Capturing that childhood nostalgia is a constant refrain, and a source of the popularity behind outdoor hockey games for both players and fans.
“Everybody’s been there,” said Sopel, a member of the 2010 Stanley Cup-winning Blackhawks and on the ’09 team that played in the 2009 NHL Winter Classic at Wrigley Field. “It doesn’t matter if you are still playing hockey now. Just about everybody has grabbed a stick and is out there whacking the puck around in the wintertime. …That’s what its all about.”
With outdoor hockey returning to Chicago this weekend for the Hockey City Classic, Wolves players and coaches alike said they would relish the opportunity to participate in an outdoor event.
“I would love it,” said Wolves head coach John Anderson. “I grew up playing outside to start, and I think it brings back good memories for me. I wish we would do one.”
Sopel echoed that sentiment.
“It would be exciting,” he said. “Any time you can be a part of something special like that…it just brings us back to the childhood. It’s a great experience and I know the fans enjoy it.”
Since 2010, there have been seven outdoor games played in the AHL. In 2012 in Philadelphia and 2013 in Detroit, the games were played in conjunction with the NHL Winter Classic events.
Wolves forward Shane Harper played in the 2012 AHL Outdoor Classic event at Citizen’s Bank Park in Philadelphia and cites the experience as one of the highlights of his career.
“It was so cool. There were like 43,000 people there, which was an AHL record,” Harper recounted. “It was a lot more fun and a lot different than I thought it was going to be. I didn’t think it was going to be that exciting…but it really was. It was a really cool atmosphere.”
In front of the largest single-game crowd in league history, Harper scored the overtime game-winning goal to help the Adirondack Phantoms beat the Hershey Bears 4-3.
“It was a blast,” the Wolves winger said. “It was so much fun. I would love to play in another one some day. It is so much more fun that you would expect.”
While there are admittedly challenges to an outdoor game that would not be a factor indoors, the overriding consensus was the experience would be worth it.
“Everything is different about it,” Sopel said. “The game is different, your routine is different …where you are playing, everything. But it is something special to be a part of.”
Anderson concurred, stating that even with weather being a factor, “the ice is the same for both teams. I think the advantages far outweigh the disadvantages.”

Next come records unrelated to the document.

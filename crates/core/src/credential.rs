//! Bearer credential with client-side expiry introspection
//!
//! The access token is a JWT issued by the platform. The client never verifies
//! the signature; it only reads the `exp` claim so it can refresh ahead of time.

use crate::error::{CoreError, CoreResult};
use base64::Engine as _;
use base64::engine::general_purpose::URL_SAFE_NO_PAD;
use chrono::{DateTime, Duration, TimeZone, Utc};
use serde::{Deserialize, Serialize};
use std::fmt;

/// Short-lived access credential
#[derive(Clone, PartialEq, Eq, Serialize, Deserialize)]
#[serde(from = "String", into = "String")]
pub struct Credential {
    token: String,
    expires_at: Option<DateTime<Utc>>,
}

impl Credential {
    /// Wrap a raw token, decoding its expiry when possible
    pub fn new(token: impl Into<String>) -> Self {
        let token = token.into();
        let expires_at = decode_expiry(&token).ok();
        Self { token, expires_at }
    }

    /// Raw bearer token
    pub fn as_str(&self) -> &str {
        &self.token
    }

    /// Decoded expiry, `None` when the token carries no readable `exp` claim
    pub const fn expires_at(&self) -> Option<DateTime<Utc>> {
        self.expires_at
    }

    /// True when the expiry falls within `window` of `now`, or is unknown
    pub fn expires_within(&self, window: Duration, now: DateTime<Utc>) -> bool {
        self.expires_at.is_none_or(|exp| exp - now <= window)
    }
}

impl fmt::Debug for Credential {
    fn fmt(&self, f: &mut fmt::Formatter<'_>) -> fmt::Result {
        f.debug_struct("Credential")
            .field("token", &"<redacted>")
            .field("expires_at", &self.expires_at)
            .finish()
    }
}

impl From<String> for Credential {
    fn from(token: String) -> Self {
        Self::new(token)
    }
}

impl From<Credential> for String {
    fn from(credential: Credential) -> Self {
        credential.token
    }
}

/// Read the `exp` claim out of a JWT payload without verifying it
pub fn decode_expiry(token: &str) -> CoreResult<DateTime<Utc>> {
    let mut parts = token.split('.');
    let payload = match (parts.next(), parts.next(), parts.next(), parts.next()) {
        (Some(_), Some(payload), Some(_), None) => payload,
        _ => {
            return Err(CoreError::malformed_credential(
                "expected three dot-separated segments",
            ));
        }
    };

    let bytes = URL_SAFE_NO_PAD
        .decode(payload.trim_end_matches('='))
        .map_err(|e| CoreError::malformed_credential(format!("payload is not base64url: {e}")))?;
    let claims: serde_json::Value = serde_json::from_slice(&bytes)?;

    let exp = claims
        .get("exp")
        .and_then(|exp| exp.as_i64().or_else(|| exp.as_f64().map(|f| f as i64)))
        .ok_or_else(|| CoreError::malformed_credential("missing numeric exp claim"))?;

    Utc.timestamp_opt(exp, 0)
        .single()
        .ok_or_else(|| CoreError::malformed_credential(format!("exp {exp} out of range")))
}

Wolves GM Wendell Young said that an outdoor event is something that has been considered in Chicago, but for now the logistics are too difficult.
“We’ve thought about it at Soldier Field,” Young said. “But it’s a massive undertaking. It’s a really cool concept, but the undertaking … I don’t know if the reward is as big as it would be.”
This season, in lieu of an outdoor game, the AHL scheduled a game at the 50,000-seat Carrier Dome in Syracuse, N.Y. between the Syracuse Crunch and the Utica Comets. The game set an indoor attendance record for professional hockey of 30,175 fans.
According to AHL vice president of communications Jason Chaimovitch, there are no immediate plans to host another AHL outdoor game.
The NHL announced last week that the 2015-‘16 season will feature three outdoor games, including a contest between the Blackhawks and the Minnesota Wild at TCF Bank Stadium in Minneapolis.